Tue May 7, 2013, 09:59 PM
May 2013

the IQ myth seems to be that there is a single number (g, or IQ) which underlies all mental aptitudes. This was never very plausible and has frequently been debunked. It is possible for a given test and a given population to apply a mathematical technique called factor analysis to identify a linear combination of the test items that contributes more to the overall variability of results than any other linear combination. This can be called "g", or the principal factor. But this result is valid only for the population tested.

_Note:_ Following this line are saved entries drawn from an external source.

/// Left-associative chain of one precedence level
fn binary_chain<'a>(
    input: &'a str,
    mut op: impl FnMut(&'a str) -> PResult<'a, BinaryOp>,
    mut operand: impl FnMut(&'a str) -> PResult<'a, Expr>,
) -> PResult<'a, Expr> {
    let (mut input, mut lhs) = operand(input)?;
    loop {
        let (rest, op) = match op(input) {
            Ok(found) => found,
            Err(nom::Err::Error(_)) => return Ok((input, lhs)),
            Err(e) => return Err(e),
        };
        let (rest, (return_bool, matching)) = modifiers(op, rest)?;
        let (rest, rhs) = commit(operand(rest))?;
        lhs = binary(op, lhs, rhs, matching, return_bool);
        input = rest;
    }
}

fn binary(
    op: BinaryOp,
    lhs: Expr,
    rhs: Expr,
    matching: Option<VectorMatching>,
    return_bool: bool,
) -> Expr {
    Expr::Binary(BinaryExpr {
        op,
        lhs: Box::new(lhs),
        rhs: Box::new(rhs),
        matching,
        return_bool,
    })
}

/// `bool` and `on(...)` / `ignoring(...)` after an operator
fn modifiers(op: BinaryOp, input: &str) -> PResult<'_, (bool, Option<VectorMatching>)> {
    let (input, return_bool) = if op.is_comparison() {
        map(opt(keyword("bool")), |b| b.is_some())(input)?
    } else {
        (input, false)
    };
    let (input, matching) = opt(alt((
        map(preceded(keyword("on"), cut(label_list)), VectorMatching::On),
        map(
            preceded(keyword("ignoring"), cut(label_list)),
            VectorMatching::Ignoring,
        ),
    )))(input)?;
    if matching.is_some() {
        if let Ok((_, found)) = alt((keyword("group_left"), keyword("group_right")))(input) {
            return Err(SyntaxError::failure(
                input,
                format!("{} matching is not supported", found.to_ascii_lowercase()),
            ));
        }
    }
    Ok((input, (return_bool, matching)))
}

fn unary_expr(input: &str) -> PResult<'_, Expr> {
    match additive_op(input) {
        Ok((rest, op)) => {
            let (rest, operand) = commit(unary_expr(rest))?;
            let expr = match (op, operand) {
                (BinaryOp::Sub, Expr::NumberLiteral(n)) => Expr::NumberLiteral(-n),
                (BinaryOp::Sub, other) => Expr::Negate(Box::new(other)),
                (_, other) => other,
            };
            Ok((rest, expr))
        }
        Err(nom::Err::Error(_)) => power_expr(input),
        Err(e) => Err(e),
    }
}

/// `^` binds tighter than unary minus and groups to the right
fn power_expr(input: &str) -> PResult<'_, Expr> {
    let (input, lhs) = postfix_expr(input)?;
    match sym("^")(input) {
        Ok((rest, _)) => {
            let (rest, (return_bool, matching)) = modifiers(BinaryOp::Pow, rest)?;
            let (rest, rhs) = commit(unary_expr(rest))?;
            Ok((rest, binary(BinaryOp::Pow, lhs, rhs, matching, return_bool)))
        }
        Err(nom::Err::Error(_)) => Ok((input, lhs)),
        Err(e) => Err(e),
    }
}

/// Range and offset modifiers
fn postfix_expr(input: &str) -> PResult<'_, Expr> {
    let (mut input, mut expr) = primary(input)?;

    if let Ok((rest, _)) = sym("[")(input) {
        let (rest, range) = commit(nom::error::context("duration", preceded(skip, duration))(rest))?;
        let (rest, _) = commit(context_sym("\"]\"", "]")(rest))?;
        if range <= 0 {
            return Err(SyntaxError::failure(input, "range must be greater than zero"));
        }
        expr = match expr {
            Expr::VectorSelector(selector) => Expr::MatrixSelector(MatrixSelector { selector, range }),
            _ => {
                return Err(SyntaxError::failure(
                    input,
                    "ranges are only allowed for vector selectors",
                ))
            }
        };
        input = rest;
    }

    if let Ok((rest, _)) = keyword("offset")(input) {
        let (rest, negative) = map(opt(sym("-")), |s| s.is_some())(rest)?;
        let (rest, offset) = commit(nom::error::context("duration", preceded(skip, duration))(rest))?;
        let offset = if negative { -offset } else { offset };
        match &mut expr {
            Expr::VectorSelector(vs) => vs.offset = offset,
            Expr::MatrixSelector(ms) => ms.selector.offset = offset,
            _ => {
                return Err(SyntaxError::failure(
                    input,
                    "offset modifier must follow a vector selector",
                ))
            }
        }
        input = rest;
    }

    Ok((input, expr))
}

fn primary(input: &str) -> PResult<'_, Expr> {
    nom::error::context(
        "expression",
        alt((
            map(preceded(skip, number), Expr::NumberLiteral),
            map(preceded(skip, string_literal), Expr::StringLiteral),
            paren_expr,
            identifier_expr,
            brace_selector,
        )),
    )(input)
}

fn paren_expr(input: &str) -> PResult<'_, Expr> {
    let (input, _) = sym("(")(input)?;
    let (input, inner) = commit(expr(input))?;
    let (input, _) = commit(context_sym("\")\"", ")")(input))?;
    Ok((input, Expr::Paren(Box::new(inner))))
}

It is also possible to show that IQ (as measured by a standard test, like Stanford-Binet) is very heritable in one population. But this is only a statement about the population, not about the individuals within the population. The conclusion that any test score is an overall measurement of mental aptitude or that it is primarily the result of nature (as opposed to nurture) would be unwarranted.

napoleon_in_rags

(3,991 posts)
2. I do a little math.
Wed May 8, 2013, 08:11 AM
May 2013

And I can tell you a thing or two about it.

Suppose you have a 6-side dice. in the language of probability theory, what you have is "random variables" 1-6, (numbers on the sides of the dice) associated with a "probability density function", which ascribes a 1/6 probability to every variable, so a flat line if you plotted it.

But now suppose you have 2 6 sided dice, and your counting what they add up to when you roll them. Now random variables 2-12, and a distribution that looks like a triangle: low values for 2 and 12 (only one way to get each of those, snake eyes or double 6s') but a lot of different ways 2 die can add up to 7, so a peak there for probability.

Now suppose you have 3 six sided die. Random variables 3-18, starting to round up near the peak, flatten near the extremes.

And now suppose you have more. The shape you end up with as you add more die, converges to the "normal distribution", also known as the "bell curve". That's the shape that describes the distributions of IQ's. Yet by scaling the model and calculating the variance, you can always see any bell shaped curve as the sum of a number of independent variables, like counting the number of die that make it up. Thus there is a natural dimension of any bell -shaped distribution. what it represents its the n-dimensional space, where each test subject is evenly distributed in an n-dimensional space.

So what does that mean in practice?

I believe it means there is no such thing as IQ as a singular entity. It means what we call IQ is actually the sum of a number of totally independent variables. What could they be? Nutrition? Childhood inspiration? Its definitely worth finding them out. But until we know those independent dimensions for sure, IQ will always be a weak abstraction.

Peace!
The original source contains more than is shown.